Thursday, April 08, 2010

Creek Walking

William and I walked along our creek yesterday, he in his rubber boots and with a fish net and bucket. I had a large coffee can to collect the broken glass that washes down the creek and gets lodged in the mud. Occasionally, I'll find horn coral to add to our "natural history museum". Water skippers were observed and formed a basis for discussion about habitats and why the skippers were only found around water.  Bent over the clear water, William called out that he'd found a fish.

Now, our creek is several feet deep in places where natural dams are formed, but mostly, it is a quickly running shallow stream. Sure enough, however, he'd netted a Etheostoma spectabile or Orangethroat darter. He put this in his bucket with some water. A little while later, he brought his net over, showing me with remorse that he'd found another - and accidentally stepped on it in trying to find it.  It was dead. William felt so bad about it, he was still hanging his head at dinner when we discussed our finds with the rest of the family. Still, the fact that the fish was now dead and could be closely inspected helped in our identification.

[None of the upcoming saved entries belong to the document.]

//! # Primitives
//!
//! Fixed constants of the topology core.
//!
//! ## Layout
//!
//! New nodes are placed on a simple grid so they fan out without overlapping:
//! `column = prior_count % GRID_COLUMNS`, `row = prior_count / GRID_COLUMNS`.

/// Number of columns in the initial placement grid.
pub const GRID_COLUMNS: u32 = 5;

/// X coordinate of the first grid column.
pub const GRID_ORIGIN_X: u32 = 180;

/// Y coordinate of the first grid row.
pub const GRID_ORIGIN_Y: u32 = 100;

/// Horizontal distance between grid columns.
pub const GRID_STEP_X: u32 = 70;

/// Vertical distance between grid rows.
pub const GRID_STEP_Y: u32 = 60;

// =============================================================================
// INPUT VALIDATION LIMITS
// =============================================================================

/// Maximum length of a node label, in bytes.
pub const MAX_LABEL_LENGTH: usize = 256;

/// Maximum length of a type key, in bytes.
pub const MAX_TYPE_KEY_LENGTH: usize = 64;

/// Grid coordinates for the node placed after `prior_count` others.
#[must_use]
pub fn grid_position(prior_count: usize) -> (f64, f64) {
    let index = u32::try_from(prior_count).unwrap_or(u32::MAX);
    let column = index % GRID_COLUMNS;
    let row = index / GRID_COLUMNS;

    let x = GRID_ORIGIN_X.saturating_add(column.saturating_mul(GRID_STEP_X));
    let y = GRID_ORIGIN_Y.saturating_add(row.saturating_mul(GRID_STEP_Y));
    (f64::from(x), f64::from(y))
}

#[cfg(test)]
mod tests {
    use super::*;

    #[test]
    fn grid_wraps_after_five_columns() {
        assert_eq!(grid_position(0), (180.0, 100.0));
        assert_eq!(grid_position(4), (460.0, 100.0));
        assert_eq!(grid_position(5), (180.0, 160.0));
        assert_eq!(grid_position(12), (320.0, 220.0));
    }

    #[test]
    fn grid_saturates_instead_of_overflowing() {
        let (x, y) = grid_position(usize::MAX);
        assert!(x >= f64::from(GRID_ORIGIN_X));
        assert!(y >= f64::from(GRID_ORIGIN_Y));
    }
}
//! Tests for settings file loading.

// Allow unwrap and panic in tests - these are standard for test code
#![allow(clippy::unwrap_used, clippy::panic)]

use std::io::Write;
use std::path::PathBuf;
use topology::settings::{MAX_SETTINGS_FILE_SIZE, Settings, load_config_file, read_input_file};
use topology_core::{TopologyConfig, TopologyError};

fn write_file(dir: &tempfile::TempDir, name: &str, contents: &str) -> PathBuf {
    let path = dir.path().join(name);
    let mut file = std::fs::File::create(&path).unwrap();
    file.write_all(contents.as_bytes()).unwrap();
    path
}

// =============================================================================
// PARSING
// =============================================================================

#[test]
fn test_defaults_without_file() {
    let settings = Settings::load(None).unwrap();

    assert_eq!(settings.server.host, "127.0.0.1");
    assert_eq!(settings.server.port, 8080);
    assert!(settings.server.cors_origins.is_empty());
    assert!(settings.store.strict_properties);
    assert!(settings.types.path.is_none());
}

#[test]
fn test_partial_file_keeps_defaults() {
    let settings = Settings::from_toml_str("[server]\nport = 9090\n").unwrap();

    assert_eq!(settings.server.port, 9090);
    assert_eq!(settings.server.host, "127.0.0.1");
    assert!(settings.store.strict_properties);
}

#[test]
fn test_full_file() {
    let text = r#"
[server]
host = "0.0.0.0"
port = 3000
cors_origins = ["http://example.test", "http://localhost:5173"]

[store]
strict_properties = false

[types]
path = "/etc/topology/types.json"
"#;
    let settings = Settings::from_toml_str(text).unwrap();

    assert_eq!(settings.server.host, "0.0.0.0");
    assert_eq!(settings.server.cors_origins.len(), 2);
    assert!(!settings.store_options().strict_properties);
    assert_eq!(
        settings.types.path,
        Some(PathBuf::from("/etc/topology/types.json"))
    );
}

#[test]
fn test_malformed_file_is_invalid_config() {
    let err = Settings::from_toml_str("[server\nport = ").unwrap_err();
    assert!(matches!(err, TopologyError::InvalidConfig(_)));
}

#[test]
fn test_wrong_field_type_is_invalid_config() {
    let err = Settings::from_toml_str("[server]\nport = \"eighty\"\n").unwrap_err();
    assert!(matches!(err, TopologyError::InvalidConfig(_)));
}

// =============================================================================
// OVERRIDES
// =============================================================================

#[test]
fn test_cors_override_splits_and_trims() {
    let mut settings = Settings::default();
    settings.apply_cors_override(" http://a.test , ,http://b.test");

    assert_eq!(
        settings.server.cors_origins,
        vec!["http://a.test".to_string(), "http://b.test".to_string()]
    );
}

#[test]
fn test_cors_override_wildcard() {
    let mut settings = Settings::default();
    settings.apply_cors_override("*");
    assert_eq!(settings.server.cors_origins, vec!["*".to_string()]);
}

// =============================================================================
// FILE LOADING
// =============================================================================

#[test]
fn test_load_resolves_relative_types_path() {
    let dir = tempfile::tempdir().unwrap();
    let config_json = TopologyConfig::default().to_json_pretty().unwrap();
    write_file(&dir, "types.json", &config_json);
    let settings_path = write_file(&dir, "topology.toml", "[types]\npath = \"types.json\"\n");

    let settings = Settings::load(Some(settings_path.as_path())).unwrap();

    assert_eq!(settings.types.path, Some(dir.path().join("types.json")));
    assert_eq!(
        settings.load_topology_config().unwrap(),
        TopologyConfig::default()
    );
}

#[test]
fn test_build_session_uses_types_file() {
    let dir = tempfile::tempdir().unwrap();
    let types = r##"{
        "nodeTypes": {
            "rack": { "label": "Rack", "color": "#888", "icon": "▤", "props": {} },
            "host": { "label": "Host", "color": "#0f0", "icon": "■",
                      "props": { "cores": { "type": "number", "label": "Cores", "default": 8 } } }
        },
        "rules": { "rack": ["host"] }
    }"##;
    write_file(&dir, "types.json", types);
    let settings_path = write_file(
        &dir,
        "topology.toml",
        "[store]\nstrict_properties = false\n[types]\npath = \"types.json\"\n",
    );

    let settings = Settings::load(Some(settings_path.as_path())).unwrap();
    let mut session = settings.build_session().unwrap();

    assert!(!session.graph().options().strict_properties);
    assert!(session.add_node("network").is_err());
    let rack = session.add_node("rack").unwrap();
    let host = session.add_node("host").unwrap();
    session.add_edge(rack.id, host.id).unwrap();
    assert_eq!(session.build_document()["Rack 1"]["Host 1"]["cores"], 8);
}

#[test]
fn test_missing_settings_file_is_io_error() {
    let dir = tempfile::tempdir().unwrap();
    let err = Settings::load(Some(dir.path().join("absent.toml").as_path())).unwrap_err();
    assert!(matches!(err, TopologyError::IoError(_)));
}

#[test]
fn test_directory_is_not_a_settings_file() {
    let dir = tempfile::tempdir().unwrap();
    let err = Settings::load(Some(dir.path())).unwrap_err();
    assert!(matches!(err, TopologyError::IoError(_)));
}

#[test]
fn test_oversized_config_file_rejected() {
    let dir = tempfile::tempdir().unwrap();
    let big = " ".repeat(MAX_SETTINGS_FILE_SIZE as usize + 1);
    let path = write_file(&dir, "big.json", &big);

    let err = load_config_file(&path).unwrap_err();
    assert!(matches!(err, TopologyError::SerializationError(_)));
}

#[test]
fn test_malformed_types_file_is_invalid_config() {
    let dir = tempfile::tempdir().unwrap();
    let path = write_file(&dir, "types.json", r#"{"nodeTypes": []}"#);

    let err = load_config_file(&path).unwrap_err();
    assert!(matches!(err, TopologyError::InvalidConfig(_)));
}

// =============================================================================
// INPUT FILE VALIDATION
// =============================================================================

#[test]
fn test_read_input_file_honours_max_size() {
    let dir = tempfile::tempdir().unwrap();
    let path = write_file(&dir, "ten.txt", "0123456789");

    let err = read_input_file(&path, 4).unwrap_err();
    assert!(matches!(err, TopologyError::SerializationError(_)));

    let (_, text) = read_input_file(&path, 10).unwrap();
    assert_eq!(text, "0123456789");
}

#[test]
fn test_read_input_file_resolves_parent_segments() {
    let dir = tempfile::tempdir().unwrap();
    std::fs::create_dir(dir.path().join("sub")).unwrap();
    write_file(&dir, "types.json", "{}");

    let dotted = dir.path().join("sub").join("..").join("types.json");
    let (canonical, _) = read_input_file(&dotted, MAX_SETTINGS_FILE_SIZE).unwrap();

    assert_eq!(
        canonical,
        dir.path().canonicalize().unwrap().join("types.json")
    );
}

#[test]
fn test_settings_and_types_files_share_validation() {
    let dir = tempfile::tempdir().unwrap();
    let missing = dir.path().join("absent.json");

    let settings_err = Settings::load(Some(missing.as_path())).unwrap_err();
    let types_err = load_config_file(&missing).unwrap_err();
    assert_eq!(settings_err.to_string(), types_err.to_string());

    let settings_err = Settings::load(Some(dir.path())).unwrap_err();
    let types_err = load_config_file(dir.path()).unwrap_err();
    assert_eq!(settings_err.to_string(), types_err.to_string());
}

We learned that these fish need insects to live, so back down to the creek we went to dump the live one back where it belonged.  Science class in action.

"Aunt Mary", a bantam hen, had so many eggs under her that she had to spread out like a jet plane to cover them all.  "Aunt Rita", her sister, thought she could help by stealing a few of her eggs. Actually, Aunt Rita wanted to steal ALL of the eggs one day when I lifted Mary to check on how many eggs remained, and if any were cracked. She had no reservation about sneaking right in there to settle on the nest.  Later, I noticed that Mary had ousted Rita and reclaimed her babies, but Rita had somehow stolen away four eggs and now lay peaceably next to Mary. The two sisters are "due" in two weekends. The babies are promised upon "weaning" to a friend.

William and I painted some of our black board fence yesterday.


pita-woman said...

horn coral??
Loved wading in a creek when I was a kid looking for crawdads, always barefoot though. Nowadays, considering the crud that's found in the waterways, I don't know if I'd brave it.

Junosmom said...

There is a photo here of the type I often find, though of course not as big. I have found a few that I thought were large - four inches long or so - but according to this website, they can be 6 feet long!

whitetr6 said...

The very fact that he felt badly about the little fish is a rare quality of caring that I believe will stay with him the rest of his life. Too many kids just don't care. And we all know where that comes from.

Cloudia said...

Wish I could attend your class!

Aloha from Waikiki

Comfort Spiral

Junosmom said...

Whitetr6: He saw the photo of the fish on my blog. "Read it to me" he said. "You didn't tell them I killed the fish, did you?" Such a good heart he has.

Cloudia: I'm sure we could do some science at your place. We were just reading in biology that there are species in Hawaii that exist nowhere else.